Resultó un buen día que
los Reyes Magos no venían de Oriente. Sucedió que, según la tradición popular,
no avalada canónicamente, los Reyes Magos de Oriente se pusieron en camino
siguiendo una estrella. Desde las llanuras del Ganges, desde los desiertos del
Eufrates, desde las lejanas fuentes del Nilo, los tres Magos comenzaron su
singladura hacia el Próximo Oriente. Siguiendo la estela de aquel astro
luminoso, cada uno por su cuenta, se pusieron en camino, convergiendo en un
punto indeterminado del que la religiosidad popular no dice media palabra. Desde
allí, donde quiera que fuese aquel lugar, los tres viajaron en la misma
caravana hacia una aldehuela de Judea, de nombre Behetlem, donde, según los
libros sagrados, había nacido un niño de una virgen.
Así lo venían haciendo
desde hace, al menos, dos milenios, hasta el año de gracia de MMXIII. Aquel
año, cuando llegaron al Portal con sus ofrendas de oro, incienso y mirra, el Sumo
Sacerdote les dijo que no, que tanto la tradición como la devoción popular
estaban muy equivocados. Que ellos, realmente, de donde procedían era de la lejana Tartessos ,
allá donde las columnas de Hércules, donde comienza el mare ignotum.
Perplejos, se
retiraron a deliberar y consultar los arcanos escritos. Según los sánscritos
libros védicos, de acuerdo con las tablillas cuneiformes conservadas en los
zigurats de Uruk, y según las tradiciones orales de allende las fuentes del
Nilo, ellos, de toda la vida de dios, de donde venían era del Extremo Oriente.

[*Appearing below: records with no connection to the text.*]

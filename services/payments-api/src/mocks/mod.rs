//! In-memory stand-ins for the two external payment providers, served under `/mocks`.
//!
//! Only meant for local runs and tests. Create calls can be slowed down and made
//! to fail at random to exercise failover.

pub mod provider1;
pub mod provider2;

use crate::config::MocksConfig;
use actix_web::{http::StatusCode, web, HttpResponse, ResponseError, Scope};
use rand::Rng;
use serde_json::json;
use std::time::Duration;
use thiserror::Error;

#[derive(Debug, Error)]
pub enum MockError {
    #[error("{0}")]
    NotFound(String),

    #[error("{0}")]
    BadRequest(String),

    #[error("Internal Server Error")]
    Internal,
}

impl ResponseError for MockError {
    fn error_response(&self) -> HttpResponse {
        let status_code = self.status_code();

        HttpResponse::build(status_code).json(json!({
            "message": self.to_string(),
            "error": status_code.canonical_reason().unwrap_or_default(),
            "statusCode": status_code.as_u16()
        }))
    }

    fn status_code(&self) -> StatusCode {
        match self {
            MockError::NotFound(_) => StatusCode::NOT_FOUND,
            MockError::BadRequest(_) => StatusCode::BAD_REQUEST,
            MockError::Internal => StatusCode::INTERNAL_SERVER_ERROR,
        }
    }
}

/// Simulated provider behaviour for create calls
#[derive(Debug, Clone, Copy, Default)]
pub struct MockBehavior {
    /// Probability (0.0-1.0) of answering 500
    pub failure_rate: f64,
    /// Upper bound of the random delay
    pub max_latency: Duration,
}

impl From<&MocksConfig> for MockBehavior {
    fn from(config: &MocksConfig) -> Self {
        Self {
            failure_rate: config.failure_rate.clamp(0.0, 1.0),
            max_latency: Duration::from_millis(config.latency_ms),
        }
    }
}

impl MockBehavior {
    async fn simulate(&self) -> Result<(), MockError> {
        let max_ms = self.max_latency.as_millis() as u64;
        if max_ms > 0 {
            let delay = rand::thread_rng().gen_range(0..=max_ms);
            tokio::time::sleep(Duration::from_millis(delay)).await;
        }

        if self.failure_rate > 0.0 && rand::thread_rng().gen_bool(self.failure_rate) {
            return Err(MockError::Internal);
        }
        Ok(())
    }
}

/// Shared state of both mock providers
#[derive(Debug, Default)]
pub struct MockState {
    pub behavior: MockBehavior,
    pub provider1: provider1::ChargeStore,
    pub provider2: provider2::TransactionStore,
}

impl MockState {
    pub fn new(behavior: MockBehavior) -> Self {
        Self {
            behavior,
            ..Default::default()
        }
    }
}

/// `/mocks/provider1/...` and `/mocks/provider2/...`
pub fn mock_scope(state: web::Data<MockState>) -> Scope {
    web::scope("/mocks")
        .app_data(state)
        .service(web::scope("/provider1").configure(provider1::configure_routes))
        .service(web::scope("/provider2").configure(provider2::configure_routes))
}

fn check(condition: bool, message: &str) -> Result<(), MockError> {
    if condition {
        Ok(())
    } else {
        Err(MockError::BadRequest(message.to_string()))
    }
}

fn all_digits(value: &str, len: usize) -> bool {
    value.len() == len && value.chars().all(|c| c.is_ascii_digit())
}

/// `NN/NN..` with the given year width
fn expiration_like(value: &str, year_digits: usize) -> bool {
    match value.split_once('/') {
        Some((month, year)) => all_digits(month, 2) && all_digits(year, year_digits),
        None => false,
    }
}
use crate::errors::ApiError;
use lazy_static::lazy_static;
use payment_adapters::{
    BreakerSnapshot, Card, CardExpiration, PaymentMethod, PaymentMethodKind, PaymentRequest,
    RefundRequest,
};
use regex::Regex;
use rust_decimal::Decimal;
use serde::{Deserialize, Serialize};
use validator::{Validate, ValidationError};

lazy_static! {
    static ref CURRENCY_RE: Regex = Regex::new(r"^[A-Z]{3}$").expect("valid regex");
    static ref CARD_NUMBER_RE: Regex = Regex::new(r"^\d{16}$").expect("valid regex");
    static ref CVV_RE: Regex = Regex::new(r"^\d{3}$").expect("valid regex");
}

fn positive_amount(amount: &Decimal) -> Result<(), ValidationError> {
    if amount.is_sign_positive() && !amount.is_zero() {
        Ok(())
    } else {
        Err(ValidationError::new("amount_not_positive"))
    }
}

fn valid_expiration(value: &str) -> Result<(), ValidationError> {
    value
        .parse::<CardExpiration>()
        .map(|_| ())
        .map_err(|_| ValidationError::new("invalid_expiration_date"))
}

/// Charge request body
#[derive(Debug, Clone, Deserialize, Serialize, Validate)]
#[serde(rename_all = "camelCase")]
pub struct CreatePaymentBody {
    #[serde(with = "rust_decimal::serde::float")]
    #[validate(custom = "positive_amount")]
    pub amount: Decimal,

    #[validate(regex(path = "CURRENCY_RE", message = "currency must be a 3-letter ISO code"))]
    pub currency: String,

    #[validate(length(max = 255))]
    pub description: String,

    #[validate]
    pub payment_method: PaymentMethodBody,
}

#[derive(Debug, Clone, Deserialize, Serialize, Validate)]
pub struct PaymentMethodBody {
    #[serde(rename = "type")]
    pub kind: PaymentMethodKind,

    #[validate]
    pub card: CardBody,
}

#[derive(Debug, Clone, Deserialize, Serialize, Validate)]
#[serde(rename_all = "camelCase")]
pub struct CardBody {
    #[validate(regex(path = "CARD_NUMBER_RE", message = "card number must have 16 digits"))]
    pub number: String,

    #[validate(length(min = 1, message = "card holder name is required"))]
    pub holder_name: String,

    #[validate(regex(path = "CVV_RE", message = "cvv must have 3 digits"))]
    pub cvv: String,

    /// `MM/YYYY`
    #[validate(custom = "valid_expiration")]
    pub expiration_date: String,

    #[validate(range(min = 1, max = 12))]
    pub installments: Option<u8>,
}

impl TryFrom<CreatePaymentBody> for PaymentRequest {
    type Error = ApiError;

    fn try_from(body: CreatePaymentBody) -> Result<Self, Self::Error> {
        body.validate()?;

        let card = body.payment_method.card;
        let expiration_date = card
            .expiration_date
            .parse()
            .map_err(|e: payment_adapters::Error| ApiError::Validation(e.to_string()))?;

        Ok(PaymentRequest {
            amount: body.amount,
            currency: body.currency,
            description: body.description,
            payment_method: match body.payment_method.kind {
                PaymentMethodKind::Card => PaymentMethod::Card {
                    card: Card {
                        number: card.number,
                        holder_name: card.holder_name,
                        cvv: card.cvv,
                        expiration_date,
                        installments: card.installments,
                    },
                },
            },
        })
    }
}

/// Refund request body
#[derive(Debug, Clone, Deserialize, Serialize, Validate)]
pub struct RefundBody {
    #[serde(with = "rust_decimal::serde::float")]
    #[validate(custom = "positive_amount")]
    pub amount: Decimal,
}

impl TryFrom<RefundBody> for RefundRequest {
    type Error = ApiError;

    fn try_from(body: RefundBody) -> Result<Self, Self::Error> {
        body.validate()?;
        Ok(RefundRequest {
            amount: body.amount,
        })
    }
}

#[derive(Debug, Serialize, Deserialize)]
#[serde(rename_all = "camelCase")]
pub struct StatusResponse {
    pub status: String,
    pub service: String,
    pub version: String,
    pub uptime_seconds: u64,
}

#[derive(Debug, Serialize)]
pub struct ProvidersStatusResponse {
    pub providers: Vec<BreakerSnapshot>,
}
//! Provider 1 adapter ("charges" API)

use crate::{
    circuit_breaker::{BreakerSnapshot, CircuitBreaker, CircuitBreakerConfig},
    classifier::RefusalMessages,
    connector::{PaymentProvider, ProviderConfig},
    http::ProviderHttp,
    types::*,
    Result,
};
use async_trait::async_trait;
use chrono::{DateTime, Utc};
use rust_decimal::Decimal;
use serde::{Deserialize, Serialize};
use tracing::info;

/// Provider name
pub const PROVIDER1: &str = "provider1";

const STATUSES: StatusTable = StatusTable(&[
    ("authorized", PaymentStatus::Success),
    ("failed", PaymentStatus::Refused),
    ("refunded", PaymentStatus::Refunded),
]);

const REFUSALS: RefusalMessages = RefusalMessages {
    exceeds_charge: "Refund amount is greater than the charge.",
    not_refundable: "Charge cannot be refunded.",
};

#[derive(Debug, Serialize)]
#[serde(rename_all = "camelCase")]
struct ChargeCard<'a> {
    number: &'a str,
    holder_name: &'a str,
    cvv: &'a str,
    expiration_date: String,
    #[serde(skip_serializing_if = "Option::is_none")]
    installments: Option<u8>,
}

#[derive(Debug, Serialize)]
struct ChargeMethod<'a> {
    #[serde(rename = "type")]
    kind: PaymentMethodKind,
    card: ChargeCard<'a>,
}

#[derive(Debug, Serialize)]
#[serde(rename_all = "camelCase")]
struct CreateCharge<'a> {
    #[serde(with = "rust_decimal::serde::float")]
    amount: Decimal,
    currency: &'a str,
    description: &'a str,
    payment_method: ChargeMethod<'a>,
}

impl<'a> From<&'a PaymentRequest> for CreateCharge<'a> {
    fn from(request: &'a PaymentRequest) -> Self {
        let PaymentMethod::Card { card } = &request.payment_method;
        Self {
            amount: request.amount,
            currency: &request.currency,
            description: &request.description,
            payment_method: ChargeMethod {
                kind: PaymentMethodKind::Card,
                card: ChargeCard {
                    number: &card.number,
                    holder_name: &card.holder_name,
                    cvv: &card.cvv,
                    expiration_date: card.expiration_date.to_string(),
                    installments: card.installments,
                },
            },
        }
    }
}

#[derive(Debug, Serialize)]
struct RefundCharge {
    #[serde(with = "rust_decimal::serde::float")]
    amount: Decimal,
}

#[derive(Debug, Deserialize)]
#[serde(rename_all = "camelCase")]
struct Charge {
    id: String,
    created_at: DateTime<Utc>,
    status: String,
    #[serde(with = "rust_decimal::serde::float")]
    original_amount: Decimal,
    #[serde(with = "rust_decimal::serde::float")]
    current_amount: Decimal,
    currency: String,
    description: String,
    payment_method: PaymentMethodKind,
    card_id: String,
}

impl Charge {
    fn into_result(self) -> Result<PaymentResult> {
        Ok(PaymentResult {
            status: STATUSES.resolve(PROVIDER1, &self.status)?,
            id: self.id,
            created_date: self.created_at,
            amount: self.current_amount,
            original_amount: self.original_amount,
            currency: self.currency,
            description: self.description,
            payment_method: self.payment_method,
            card_id: self.card_id,
            provider: None,
        })
    }
}

/// Provider 1 connector
pub struct Provider1Connector {
    http: ProviderHttp,
    breaker: CircuitBreaker,
}

impl Provider1Connector {
    /// Create new provider 1 connector with its own circuit breaker
    pub fn new(config: ProviderConfig, breaker: CircuitBreakerConfig) -> Result<Self> {
        Ok(Self {
            http: ProviderHttp::new(PROVIDER1, &config)?,
            breaker: CircuitBreaker::new(PROVIDER1, breaker),
        })
    }

    async fn create_charge(&self, request: &PaymentRequest) -> Result<PaymentResult> {
        let charge: Charge = self
            .http
            .post("charge", &["charges"], &CreateCharge::from(request), None)
            .await?;

        let mut result = charge.into_result()?;
        result.provider = Some(PROVIDER1.to_string());
        Ok(result)
    }

    async fn get_charge(&self, id: &str) -> Result<PaymentResult> {
        let charge: Charge = self.http.get("find", &["charges", id]).await?;
        charge.into_result()
    }

    async fn refund_charge(&self, id: &str, request: &RefundRequest) -> Result<PaymentResult> {
        let body = RefundCharge {
            amount: request.amount,
        };
        let charge: Charge = self
            .http
            .post("refund", &["refund", id], &body, Some(&REFUSALS))
            .await?;
        charge.into_result()
    }
}

#[async_trait]
impl PaymentProvider for Provider1Connector {
    fn name(&self) -> &str {
        PROVIDER1
    }

    async fn charge(&self, request: &PaymentRequest) -> Result<PaymentResult> {
        info!(
            provider = PROVIDER1,
            amount = %request.amount,
            currency = %request.currency,
            "Creating charge"
        );
        self.breaker.call(|| self.create_charge(request)).await
    }

    async fn find(&self, id: &str) -> Result<PaymentResult> {
        self.breaker.call(|| self.get_charge(id)).await
    }

    async fn refund(&self, id: &str, request: &RefundRequest) -> Result<PaymentResult> {
        info!(provider = PROVIDER1, id, amount = %request.amount, "Refunding charge");
        self.breaker.call(|| self.refund_charge(id, request)).await
    }

    fn breaker_snapshot(&self) -> Option<BreakerSnapshot> {
        Some(self.breaker.snapshot())
    }
}
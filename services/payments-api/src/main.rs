use actix_cors::Cors;
use actix_web::{middleware, web, App, HttpServer};
use anyhow::Context;
use dotenv::dotenv;
use payments_api::{build_router, config::Config, handlers, handlers::StartedAt};
use std::sync::Arc;
use tracing::info;

#[actix_web::main]
async fn main() -> anyhow::Result<()> {
    dotenv().ok();
    payments_api::init_tracing();

    info!("Starting Payments API...");

    // Load configuration
    let config = Config::from_env().context("Failed to load configuration")?;
    config
        .validate()
        .map_err(anyhow::Error::msg)
        .context("Invalid configuration")?;
    info!("Configuration loaded successfully");

    let router = Arc::new(build_router(&config).context("Failed to build payment router")?);
    let started_at = StartedAt::default();

    let server_config = config.server.clone();
    info!(
        "Starting HTTP server on {}:{}",
        server_config.host, server_config.port
    );

    HttpServer::new(move || {
        App::new()
            .app_data(web::Data::new(router.clone()))
            .app_data(web::Data::new(started_at))
            .wrap(
                Cors::default()
                    .allow_any_origin()
                    .allow_any_method()
                    .allow_any_header()
                    .max_age(3600),
            )
            .wrap(middleware::Logger::default())
            .configure(handlers::configure_routes)
    })
    .workers(server_config.workers)
    .bind((server_config.host, server_config.port))?
    .run()
    .await?;

    Ok(())
}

Así se lo hicieron saber al Sumo Sacerdote de blancas vestiduras. Pero éste,
que era infalible en sus dictados, insistió en que no; insistió en que, según
los libros revelados de la verdadera religión, ellos venían de Tartessos y no
había más que hablar y que aquello eran habas contadas. Si no les gustaba, que
pidieran el finiquito y se buscaran la vida.
“Pues para este viaje
no hacían falta alforjas”, dicen que comentó Baltasar. “Jó”, se limitó a opinar
Gaspar. “Y ahora ¿qué puñetas hacemos?”, se preguntó Melchor. Era ésta, puede
suponerse, una pregunta retórica, ya que la cosa había quedado bastante clara:
De ahora en adelante, y a efectos de la cristiandad toda, ellos procedían de la
tierra más occidental, de la
lejana Bética ; exactamente, donde los linces en extinción
llevaban una vida de estricta supervivencia.
“No sé de qué os
quejáis”, les dijo la mula, “Lo nuestro sí que es una putada. Dicen que nosotros
nunca hemos existo”. Fue entonces cuando los Reyes Magos se dieron cuenta que
el buey y la mula ya no estaban junto al pesebre del Portal y calentando con su
aliento al niño recién nacido, sino en un corral anejo. La mula, con ese mal
carácter que tienen los de su especie, tenía un cabreo como para no dicho y
lanzaba cagamentos como coces; el buey, sin embargo, sumiso como todos los
castrados, mugía bajito su pena al verse desahuciado de las leyendas piadosas.
En efecto, el buey y
la mula habían dejado de existir porque el Sumo Sacerdote de albas vestiduras
así lo había dicho. Estaba en conexión directa, vía Wifi, con la divinidad y
sus enseñanzas eran, a efectos de controversia doctrinal, incuestionables.
Aunque desde el punto de vista doctrinal aquello no tenía vuelta de hoja, desde
el punto de vista práctico exigía una estrategia para su solución. Y la
estrategia fue, acorde con los tiempos que corrían, de tipo comercial.
Es cosa sabida que el
Portal era un chamizo de cuatro adobes mal ensamblados y una techumbre de ramas
y barro. Tras dos milenios de uso, comenzaba a amenazar ruina y existía el
problema de que las autoridades civiles le retiraran el permiso de
habitabilidad, mandasen derruir el lugar sacro y, por consiguiente, diesen al
traste con el santo negocio.
Por ello, para recabar
fondos con que rehabilitarlo, una comisión de teólogos, siguiendo las rectas
doctrinas neoliberales, dictaminaron que
no era contrario al dogma convertir al buey y la mula en picadillo. Su carne,
debidamente sazonada, y con los controles sanitarios pertinentes, abastecería
todos los burger de la Tierra, No en vano se llevaba veinte siglos representando
los dichosos animalitos por doquier, así que los había por millares. Había
suficiente como para inundar de carne todos los Fats food de la cristiandad
durante una larga temporada. Las gentes que acudían en peregrinación a estos
comederos no tendrían la menor duda de que las hamburguesas estaban divinas.
Visto que aquellos
eran tiempos de reajustes económicos e ideológicos, los Reyes Magos
prescindieron de sus coronas, de sus mantos y oropeles y optaron por instalarse
en las playas de Huelva, donde montaron un chiringuito de lo más cutre –
estética portal de belén – para guiris nórdicos. Allí van capeando la crisis. Eso sí, fieles
a la tradición, cada navidad toman un vuelo low cost y se presentan en Belén. Y
en vez de incienso, oro y mirra, le llevan unos pescaítos fritos y cervecita
bien fría, que el bolsillo no permite más alegrías.
Uno de los reyes era negro; otro era medio árabe y el tercero venía de Persia (o sea, del régimen de Irán). Estos tipos no tienen buena prensa.